▶ [What is needed]
Below are records; transcribe only the line with "let low_order = PublicKey::from([0u8;" and those after it, through the last line, without any change.

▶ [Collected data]
★ ★ ★ ★ ★ ★ ★

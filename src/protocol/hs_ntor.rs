//! HS-ntor handshake implementation
//!
//! Implements the hidden-service flavor of the ntor key exchange, used
//! between a client and a hidden service across the introduction and
//! rendezvous points. Unlike the relay ntor handshake this variant is
//! keyed to the service identity via the subcredential and uses
//! SHA3-256 / SHAKE-256 instead of SHA-256 / HKDF.
//!
//! Two independent sub-protocols:
//! - Introduction phase: derives the keys protecting the INTRODUCE1
//!   encrypted payload, computed identically by both sides.
//! - Rendezvous phase: derives the RENDEZVOUS1 auth tag and the key seed
//!   that the rendezvous circuit's end-to-end hop crypto is expanded
//!   from.
//!
//! Security: Uses constant-time comparison for tag verification and
//! rejects degenerate (identity-element) DH outputs.

use crate::error::{HsError, Result};
use ed25519_dalek::VerifyingKey;
use rand::rngs::OsRng;
use subtle::ConstantTimeEq;
use x25519_dalek::{PublicKey, SharedSecret, StaticSecret};
use zeroize::{Zeroize, ZeroizeOnDrop};

use super::crypto::{hs_mac, shake256_kdf, CIPHER256_KEY_LEN, DIGEST256_LEN};
use super::{PROTOID, T_HSENC, T_HSMAC, T_HSVERIFY};

/// Server-side string bound into the rendezvous auth tag
const SERVER_STR: &[u8] = b"Server";

/// Identity- and time-period-bound handshake context
///
/// Supplied by the identity key derivation layer; opaque here. Binding
/// it into the introduction-phase KDF prevents key reuse across services
/// or time periods.
pub type Subcredential = [u8; DIGEST256_LEN];

/// A curve25519 key-exchange keypair
///
/// One long-term pair per introduction point (the service encryption
/// key) and one single-use ephemeral pair per client request and per
/// service rendezvous response.
///
/// SECURITY: The secret half is zeroized on drop by x25519-dalek.
pub struct CurveKeypair {
    secret: StaticSecret,
    public: PublicKey,
}

impl CurveKeypair {
    /// Generate a fresh keypair from the OS random source.
    pub fn generate() -> Self {
        let secret = StaticSecret::random_from_rng(OsRng);
        let public = PublicKey::from(&secret);
        Self { secret, public }
    }

    /// The public half, as embedded in outgoing cells.
    pub fn public(&self) -> &PublicKey {
        &self.public
    }

    /// Compute a DH shared secret, rejecting degenerate outputs.
    ///
    /// A non-contributory result (the identity element, e.g. from a
    /// low-order peer point) would yield a key an attacker can predict,
    /// so it is an error rather than a weak key.
    fn diffie_hellman(&self, their_public: &PublicKey) -> Result<SharedSecret> {
        let shared = self.secret.diffie_hellman(their_public);
        if !shared.was_contributory() {
            return Err(HsError::KeyDerivationFailed(
                "degenerate DH output".into(),
            ));
        }
        Ok(shared)
    }
}

/// Derived keys protecting one INTRODUCE1 exchange
///
/// SECURITY: Zeroized on drop; lifetime is a single introduction
/// exchange.
#[derive(Zeroize, ZeroizeOnDrop)]
pub struct IntroCellKeys {
    /// Encryption key for the INTRODUCE1 encrypted section
    pub enc_key: [u8; CIPHER256_KEY_LEN],

    /// MAC key authenticating the INTRODUCE1 cell
    pub mac_key: [u8; DIGEST256_LEN],
}

/// Derived key material for one RENDEZVOUS1 exchange
///
/// SECURITY: Zeroized on drop; the key seed lives on inside the circuit
/// hop expanded from it.
#[derive(Zeroize, ZeroizeOnDrop)]
pub struct RendCellKeys {
    /// Auth tag the service places in RENDEZVOUS1 and the client checks
    pub auth_mac: [u8; DIGEST256_LEN],

    /// Seed for the rendezvous circuit's end-to-end hop keys
    pub key_seed: [u8; DIGEST256_LEN],
}

impl RendCellKeys {
    /// Verify a received RENDEZVOUS1 auth tag in constant time.
    ///
    /// A mismatch is a protocol violation; the caller must tear down the
    /// rendezvous circuit rather than retry.
    pub fn verify_auth_mac(&self, received: &[u8; DIGEST256_LEN]) -> Result<()> {
        let tag_valid: bool = self.auth_mac.ct_eq(received).into();
        if !tag_valid {
            log::warn!("RENDEZVOUS1 auth tag verification failed");
            return Err(HsError::AuthTagMismatch);
        }
        Ok(())
    }
}

/// Derive the INTRODUCE1 keys from one DH result.
///
/// ```text
/// intro_secret_hs_input = EXP | AUTH_KEY | X | B | PROTOID
/// hs_keys = KDF(intro_secret_hs_input | t_hsenc |
///               m_hsexpand | subcredential, 64)
/// ENC_KEY = hs_keys[0..32], MAC_KEY = hs_keys[32..64]
/// ```
fn introduce1_key_material(
    exp: &SharedSecret,
    service_auth_pk: &VerifyingKey,
    client_eph_pk: &PublicKey,
    service_enc_pk: &PublicKey,
    subcredential: &Subcredential,
) -> IntroCellKeys {
    let mut hs_keys = [0u8; CIPHER256_KEY_LEN + DIGEST256_LEN];
    shake256_kdf(
        &[
            exp.as_bytes(),
            service_auth_pk.as_bytes(),
            client_eph_pk.as_bytes(),
            service_enc_pk.as_bytes(),
            PROTOID,
            T_HSENC,
            super::M_HSEXPAND,
            subcredential,
        ],
        &mut hs_keys,
    );

    let mut keys = IntroCellKeys {
        enc_key: [0u8; CIPHER256_KEY_LEN],
        mac_key: [0u8; DIGEST256_LEN],
    };
    keys.enc_key.copy_from_slice(&hs_keys[0..32]);
    keys.mac_key.copy_from_slice(&hs_keys[32..64]);
    hs_keys.zeroize();
    keys
}

/// Client: derive the keys for an outgoing INTRODUCE1 cell.
///
/// `client_eph` is a freshly generated single-use keypair; its public
/// half travels in the cell so the service can run the mirror
/// computation.
pub fn client_introduce1_keys(
    service_auth_pk: &VerifyingKey,
    service_enc_pk: &PublicKey,
    client_eph: &CurveKeypair,
    subcredential: &Subcredential,
) -> Result<IntroCellKeys> {
    // EXP(B,x)
    let exp = client_eph.diffie_hellman(service_enc_pk)?;
    Ok(introduce1_key_material(
        &exp,
        service_auth_pk,
        client_eph.public(),
        service_enc_pk,
        subcredential,
    ))
}

/// Service: derive the keys for a received INTRODUCE1 cell.
pub fn service_introduce1_keys(
    service_auth_pk: &VerifyingKey,
    service_enc: &CurveKeypair,
    client_eph_pk: &PublicKey,
    subcredential: &Subcredential,
) -> Result<IntroCellKeys> {
    // EXP(X,b)
    let exp = service_enc.diffie_hellman(client_eph_pk)?;
    Ok(introduce1_key_material(
        &exp,
        service_auth_pk,
        client_eph_pk,
        service_enc.public(),
        subcredential,
    ))
}

/// Derive the RENDEZVOUS1 key material from the two DH results.
///
/// ```text
/// rend_secret_hs_input = EXP1 | EXP2 | AUTH_KEY | B | X | Y | PROTOID
/// NTOR_KEY_SEED = MAC(rend_secret_hs_input, t_hsenc)
/// verify        = MAC(rend_secret_hs_input, t_hsverify)
/// auth_input    = verify | AUTH_KEY | B | Y | X | PROTOID | "Server"
/// AUTH_MAC      = MAC(auth_input, t_hsmac)
/// ```
fn rendezvous1_key_material(
    exp1: &SharedSecret,
    exp2: &SharedSecret,
    service_auth_pk: &VerifyingKey,
    service_enc_pk: &PublicKey,
    client_eph_pk: &PublicKey,
    service_rend_pk: &PublicKey,
) -> RendCellKeys {
    let mut secret_input = Vec::with_capacity(6 * 32 + PROTOID.len());
    secret_input.extend_from_slice(exp1.as_bytes());
    secret_input.extend_from_slice(exp2.as_bytes());
    secret_input.extend_from_slice(service_auth_pk.as_bytes());
    secret_input.extend_from_slice(service_enc_pk.as_bytes());
    secret_input.extend_from_slice(client_eph_pk.as_bytes());
    secret_input.extend_from_slice(service_rend_pk.as_bytes());
    secret_input.extend_from_slice(PROTOID);

    let key_seed = hs_mac(&secret_input, T_HSENC);
    let verify = hs_mac(&secret_input, T_HSVERIFY);
    secret_input.zeroize();

    let mut auth_input = Vec::with_capacity(4 * 32 + PROTOID.len() + SERVER_STR.len());
    auth_input.extend_from_slice(&verify);
    auth_input.extend_from_slice(service_auth_pk.as_bytes());
    auth_input.extend_from_slice(service_enc_pk.as_bytes());
    auth_input.extend_from_slice(service_rend_pk.as_bytes());
    auth_input.extend_from_slice(client_eph_pk.as_bytes());
    auth_input.extend_from_slice(PROTOID);
    auth_input.extend_from_slice(SERVER_STR);

    let auth_mac = hs_mac(&auth_input, T_HSMAC);
    auth_input.zeroize();

    RendCellKeys { auth_mac, key_seed }
}

/// Service: derive the RENDEZVOUS1 auth tag and circuit key seed.
///
/// `service_rend_eph` is the fresh single-use rendezvous keypair whose
/// public half travels in the RENDEZVOUS1 cell; `client_eph_pk` was
/// retained from the decrypted INTRODUCE1 payload.
pub fn service_rendezvous1_keys(
    service_auth_pk: &VerifyingKey,
    service_enc: &CurveKeypair,
    service_rend_eph: &CurveKeypair,
    client_eph_pk: &PublicKey,
) -> Result<RendCellKeys> {
    // EXP(X,y) and EXP(X,b)
    let exp1 = service_rend_eph.diffie_hellman(client_eph_pk)?;
    let exp2 = service_enc.diffie_hellman(client_eph_pk)?;
    Ok(rendezvous1_key_material(
        &exp1,
        &exp2,
        service_auth_pk,
        service_enc.public(),
        client_eph_pk,
        service_rend_eph.public(),
    ))
}

/// Client: derive the expected RENDEZVOUS1 auth tag and circuit key
/// seed from a received service rendezvous public key.
pub fn client_rendezvous1_keys(
    service_auth_pk: &VerifyingKey,
    client_eph: &CurveKeypair,
    service_enc_pk: &PublicKey,
    service_rend_pk: &PublicKey,
) -> Result<RendCellKeys> {
    // EXP(Y,x) and EXP(B,x)
    let exp1 = client_eph.diffie_hellman(service_rend_pk)?;
    let exp2 = client_eph.diffie_hellman(service_enc_pk)?;
    Ok(rendezvous1_key_material(
        &exp1,
        &exp2,
        service_auth_pk,
        service_enc_pk,
        client_eph.public(),
        service_rend_pk,
    ))
}

#[cfg(test)]
mod tests {
    use super::*;
    use ed25519_dalek::SigningKey;

    fn service_auth_pk() -> VerifyingKey {
        SigningKey::generate(&mut OsRng).verifying_key()
    }

    #[test]
    fn test_introduce1_key_symmetry() {
        let auth_pk = service_auth_pk();
        let service_enc = CurveKeypair::generate();
        let client_eph = CurveKeypair::generate();
        let subcredential = [b'Z'; DIGEST256_LEN];

        let client_keys = client_introduce1_keys(
            &auth_pk,
            service_enc.public(),
            &client_eph,
            &subcredential,
        )
        .unwrap();

        let service_keys = service_introduce1_keys(
            &auth_pk,
            &service_enc,
            client_eph.public(),
            &subcredential,
        )
        .unwrap();

        assert_eq!(client_keys.enc_key, service_keys.enc_key);
        assert_eq!(client_keys.mac_key, service_keys.mac_key);
    }

    #[test]
    fn test_introduce1_subcredential_binding() {
        let auth_pk = service_auth_pk();
        let service_enc = CurveKeypair::generate();
        let client_eph = CurveKeypair::generate();

        let keys_a =
            client_introduce1_keys(&auth_pk, service_enc.public(), &client_eph, &[b'A'; 32])
                .unwrap();
        let keys_b =
            client_introduce1_keys(&auth_pk, service_enc.public(), &client_eph, &[b'B'; 32])
                .unwrap();

        assert_ne!(keys_a.enc_key, keys_b.enc_key);
        assert_ne!(keys_a.mac_key, keys_b.mac_key);
    }

    #[test]
    fn test_rendezvous1_key_symmetry() {
        let auth_pk = service_auth_pk();
        let service_enc = CurveKeypair::generate();
        let service_rend_eph = CurveKeypair::generate();
        let client_eph = CurveKeypair::generate();

        let service_keys = service_rendezvous1_keys(
            &auth_pk,
            &service_enc,
            &service_rend_eph,
            client_eph.public(),
        )
        .unwrap();

        let client_keys = client_rendezvous1_keys(
            &auth_pk,
            &client_eph,
            service_enc.public(),
            service_rend_eph.public(),
        )
        .unwrap();

        assert_eq!(service_keys.auth_mac, client_keys.auth_mac);
        assert_eq!(service_keys.key_seed, client_keys.key_seed);

        client_keys.verify_auth_mac(&service_keys.auth_mac).unwrap();
    }

    #[test]
    fn test_auth_tag_mismatch() {
        let auth_pk = service_auth_pk();
        let service_enc = CurveKeypair::generate();
        let service_rend_eph = CurveKeypair::generate();
        let client_eph = CurveKeypair::generate();

        let keys = client_rendezvous1_keys(
            &auth_pk,
            &client_eph,
            service_enc.public(),
            service_rend_eph.public(),
        )
        .unwrap();

        let mut forged = keys.auth_mac;
        forged[0] ^= 0x01;
        assert_eq!(
            keys.verify_auth_mac(&forged),
            Err(HsError::AuthTagMismatch)
        );
    }

    #[test]
    fn test_degenerate_dh_rejected() {
        let auth_pk = service_auth_pk();
        let client_eph = CurveKeypair::generate();

        // The neutral element as a peer public key yields an
        // all-zero shared secret, which must be refused.
        let low_order = PublicKey::from([0u8; 32]);
        let result =
            client_introduce1_keys(&auth_pk, &low_order, &client_eph, &[b'Z'; 32]);
        assert!(matches!(result, Err(HsError::KeyDerivationFailed(_))));
    }
}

★ ★ ★ ★ ★ ★ ★

▶ [Response box]
        let low_order = PublicKey::from([0u8; 32]);
        let result =
            client_introduce1_keys(&auth_pk, &low_order, &client_eph, &[b'Z'; 32]);
        assert!(matches!(result, Err(HsError::KeyDerivationFailed(_))));
    }
}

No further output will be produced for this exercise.